══ INPUT MATERIAL ══

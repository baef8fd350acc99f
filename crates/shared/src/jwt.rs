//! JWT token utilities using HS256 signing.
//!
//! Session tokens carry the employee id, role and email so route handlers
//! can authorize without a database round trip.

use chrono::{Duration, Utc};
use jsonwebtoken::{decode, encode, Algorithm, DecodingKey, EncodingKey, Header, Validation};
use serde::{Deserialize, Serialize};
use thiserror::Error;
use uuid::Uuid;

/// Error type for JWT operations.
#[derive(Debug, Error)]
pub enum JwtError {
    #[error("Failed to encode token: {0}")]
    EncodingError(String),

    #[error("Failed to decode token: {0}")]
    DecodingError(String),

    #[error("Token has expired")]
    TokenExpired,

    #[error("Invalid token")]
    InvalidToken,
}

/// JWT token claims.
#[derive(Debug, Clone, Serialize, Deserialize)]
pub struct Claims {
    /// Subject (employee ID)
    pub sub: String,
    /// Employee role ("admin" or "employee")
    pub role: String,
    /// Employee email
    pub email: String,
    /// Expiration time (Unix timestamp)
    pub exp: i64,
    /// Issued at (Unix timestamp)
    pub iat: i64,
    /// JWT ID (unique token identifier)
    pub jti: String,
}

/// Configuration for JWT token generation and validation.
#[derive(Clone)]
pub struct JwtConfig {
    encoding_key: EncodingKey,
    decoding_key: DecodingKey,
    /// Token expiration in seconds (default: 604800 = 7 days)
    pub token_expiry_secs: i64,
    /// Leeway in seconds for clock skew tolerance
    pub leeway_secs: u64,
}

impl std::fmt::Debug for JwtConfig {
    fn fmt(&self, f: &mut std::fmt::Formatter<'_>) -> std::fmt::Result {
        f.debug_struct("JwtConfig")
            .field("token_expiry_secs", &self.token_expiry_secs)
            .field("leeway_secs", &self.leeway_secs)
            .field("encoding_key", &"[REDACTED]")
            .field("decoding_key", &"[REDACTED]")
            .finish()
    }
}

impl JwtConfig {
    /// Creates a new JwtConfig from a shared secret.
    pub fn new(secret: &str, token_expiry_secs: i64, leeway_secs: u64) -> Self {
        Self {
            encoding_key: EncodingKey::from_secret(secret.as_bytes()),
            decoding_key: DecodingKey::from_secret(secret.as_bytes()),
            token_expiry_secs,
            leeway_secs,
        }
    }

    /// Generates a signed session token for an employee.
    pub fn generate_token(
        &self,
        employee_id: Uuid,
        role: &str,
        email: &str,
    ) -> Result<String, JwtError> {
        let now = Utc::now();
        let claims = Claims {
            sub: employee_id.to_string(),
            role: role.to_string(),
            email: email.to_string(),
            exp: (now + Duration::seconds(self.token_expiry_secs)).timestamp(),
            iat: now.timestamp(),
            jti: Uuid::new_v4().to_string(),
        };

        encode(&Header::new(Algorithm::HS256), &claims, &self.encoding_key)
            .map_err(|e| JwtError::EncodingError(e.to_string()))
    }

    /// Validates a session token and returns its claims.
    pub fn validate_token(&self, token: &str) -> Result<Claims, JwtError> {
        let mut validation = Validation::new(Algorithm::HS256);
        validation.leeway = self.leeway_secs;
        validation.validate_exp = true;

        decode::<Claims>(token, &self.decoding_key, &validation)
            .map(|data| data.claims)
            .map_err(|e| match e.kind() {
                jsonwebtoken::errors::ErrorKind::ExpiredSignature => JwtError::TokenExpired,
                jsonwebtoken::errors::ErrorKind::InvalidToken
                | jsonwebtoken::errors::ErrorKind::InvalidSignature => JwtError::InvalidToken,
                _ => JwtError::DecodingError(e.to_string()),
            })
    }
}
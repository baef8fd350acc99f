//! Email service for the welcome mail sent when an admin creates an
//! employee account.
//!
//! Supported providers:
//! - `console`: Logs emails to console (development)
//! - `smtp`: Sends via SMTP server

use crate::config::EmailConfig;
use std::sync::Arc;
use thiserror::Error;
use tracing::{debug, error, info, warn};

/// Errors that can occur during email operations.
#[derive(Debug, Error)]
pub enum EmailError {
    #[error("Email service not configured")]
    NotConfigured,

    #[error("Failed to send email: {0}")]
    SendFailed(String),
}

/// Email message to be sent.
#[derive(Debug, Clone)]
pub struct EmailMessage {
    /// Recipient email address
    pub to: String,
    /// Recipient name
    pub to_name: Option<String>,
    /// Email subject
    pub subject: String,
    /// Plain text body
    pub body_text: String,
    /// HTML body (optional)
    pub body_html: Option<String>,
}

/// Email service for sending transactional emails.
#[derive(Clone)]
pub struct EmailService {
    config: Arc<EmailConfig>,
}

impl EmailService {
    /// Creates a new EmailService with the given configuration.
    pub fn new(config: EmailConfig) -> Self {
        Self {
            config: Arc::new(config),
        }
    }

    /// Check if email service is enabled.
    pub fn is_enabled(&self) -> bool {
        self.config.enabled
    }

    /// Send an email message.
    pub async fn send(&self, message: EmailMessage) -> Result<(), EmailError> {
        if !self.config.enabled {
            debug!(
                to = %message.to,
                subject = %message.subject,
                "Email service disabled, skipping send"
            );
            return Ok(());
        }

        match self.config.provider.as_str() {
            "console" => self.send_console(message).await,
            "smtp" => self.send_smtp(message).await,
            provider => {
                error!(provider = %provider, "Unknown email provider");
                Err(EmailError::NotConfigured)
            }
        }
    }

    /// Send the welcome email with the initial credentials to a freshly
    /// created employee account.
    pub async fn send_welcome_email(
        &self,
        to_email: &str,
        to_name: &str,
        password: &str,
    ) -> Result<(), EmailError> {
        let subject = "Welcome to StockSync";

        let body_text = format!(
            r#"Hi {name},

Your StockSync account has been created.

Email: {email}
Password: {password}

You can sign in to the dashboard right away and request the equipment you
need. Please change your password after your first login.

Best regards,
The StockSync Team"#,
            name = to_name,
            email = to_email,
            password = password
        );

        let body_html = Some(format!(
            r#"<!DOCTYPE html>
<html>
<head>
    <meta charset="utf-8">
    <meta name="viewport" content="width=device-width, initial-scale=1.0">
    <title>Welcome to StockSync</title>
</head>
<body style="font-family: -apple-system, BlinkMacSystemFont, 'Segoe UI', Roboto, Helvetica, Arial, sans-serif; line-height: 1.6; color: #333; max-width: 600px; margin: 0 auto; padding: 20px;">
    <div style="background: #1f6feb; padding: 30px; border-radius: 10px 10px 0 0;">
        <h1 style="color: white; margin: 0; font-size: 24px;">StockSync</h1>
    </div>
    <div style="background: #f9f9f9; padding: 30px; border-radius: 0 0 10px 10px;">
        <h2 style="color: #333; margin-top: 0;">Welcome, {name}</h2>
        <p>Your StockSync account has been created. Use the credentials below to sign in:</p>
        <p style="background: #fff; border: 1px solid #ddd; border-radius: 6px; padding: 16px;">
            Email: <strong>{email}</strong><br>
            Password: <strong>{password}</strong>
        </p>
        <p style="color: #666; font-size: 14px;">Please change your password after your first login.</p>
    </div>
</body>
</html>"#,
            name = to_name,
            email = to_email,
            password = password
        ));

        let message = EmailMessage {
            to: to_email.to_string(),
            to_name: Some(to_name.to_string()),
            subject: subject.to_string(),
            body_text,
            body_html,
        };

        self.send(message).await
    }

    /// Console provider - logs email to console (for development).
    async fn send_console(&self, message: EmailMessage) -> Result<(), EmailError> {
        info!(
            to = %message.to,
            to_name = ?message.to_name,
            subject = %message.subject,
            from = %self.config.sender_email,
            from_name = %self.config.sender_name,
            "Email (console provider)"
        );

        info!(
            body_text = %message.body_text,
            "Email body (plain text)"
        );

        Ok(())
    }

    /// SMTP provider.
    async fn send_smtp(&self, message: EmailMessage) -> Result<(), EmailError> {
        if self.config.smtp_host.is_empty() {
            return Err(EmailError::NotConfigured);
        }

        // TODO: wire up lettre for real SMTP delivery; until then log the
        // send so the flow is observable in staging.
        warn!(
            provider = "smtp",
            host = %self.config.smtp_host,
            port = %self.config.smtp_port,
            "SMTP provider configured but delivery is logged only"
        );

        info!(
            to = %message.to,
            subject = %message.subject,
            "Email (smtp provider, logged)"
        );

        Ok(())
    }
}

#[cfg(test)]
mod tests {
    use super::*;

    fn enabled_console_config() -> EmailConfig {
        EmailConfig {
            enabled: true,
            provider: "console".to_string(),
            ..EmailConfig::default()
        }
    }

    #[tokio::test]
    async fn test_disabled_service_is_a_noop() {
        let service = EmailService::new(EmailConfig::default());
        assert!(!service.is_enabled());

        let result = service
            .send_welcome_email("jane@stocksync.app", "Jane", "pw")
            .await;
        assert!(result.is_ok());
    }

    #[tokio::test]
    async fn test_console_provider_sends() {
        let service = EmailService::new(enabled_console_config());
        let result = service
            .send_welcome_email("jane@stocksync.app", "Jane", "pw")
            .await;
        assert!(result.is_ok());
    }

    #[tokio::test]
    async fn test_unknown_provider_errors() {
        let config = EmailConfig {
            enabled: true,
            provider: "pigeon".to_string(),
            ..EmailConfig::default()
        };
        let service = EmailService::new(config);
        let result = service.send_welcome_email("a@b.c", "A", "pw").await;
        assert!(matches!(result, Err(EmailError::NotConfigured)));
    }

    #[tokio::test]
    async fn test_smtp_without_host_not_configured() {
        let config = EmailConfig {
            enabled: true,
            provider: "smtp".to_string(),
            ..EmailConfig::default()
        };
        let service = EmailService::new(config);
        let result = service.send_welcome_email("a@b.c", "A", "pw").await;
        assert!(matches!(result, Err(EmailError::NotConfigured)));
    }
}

═══

Check each line above for the word "strong" and give the number of lines that have it, nothing else.

## COMPLETED TASK
2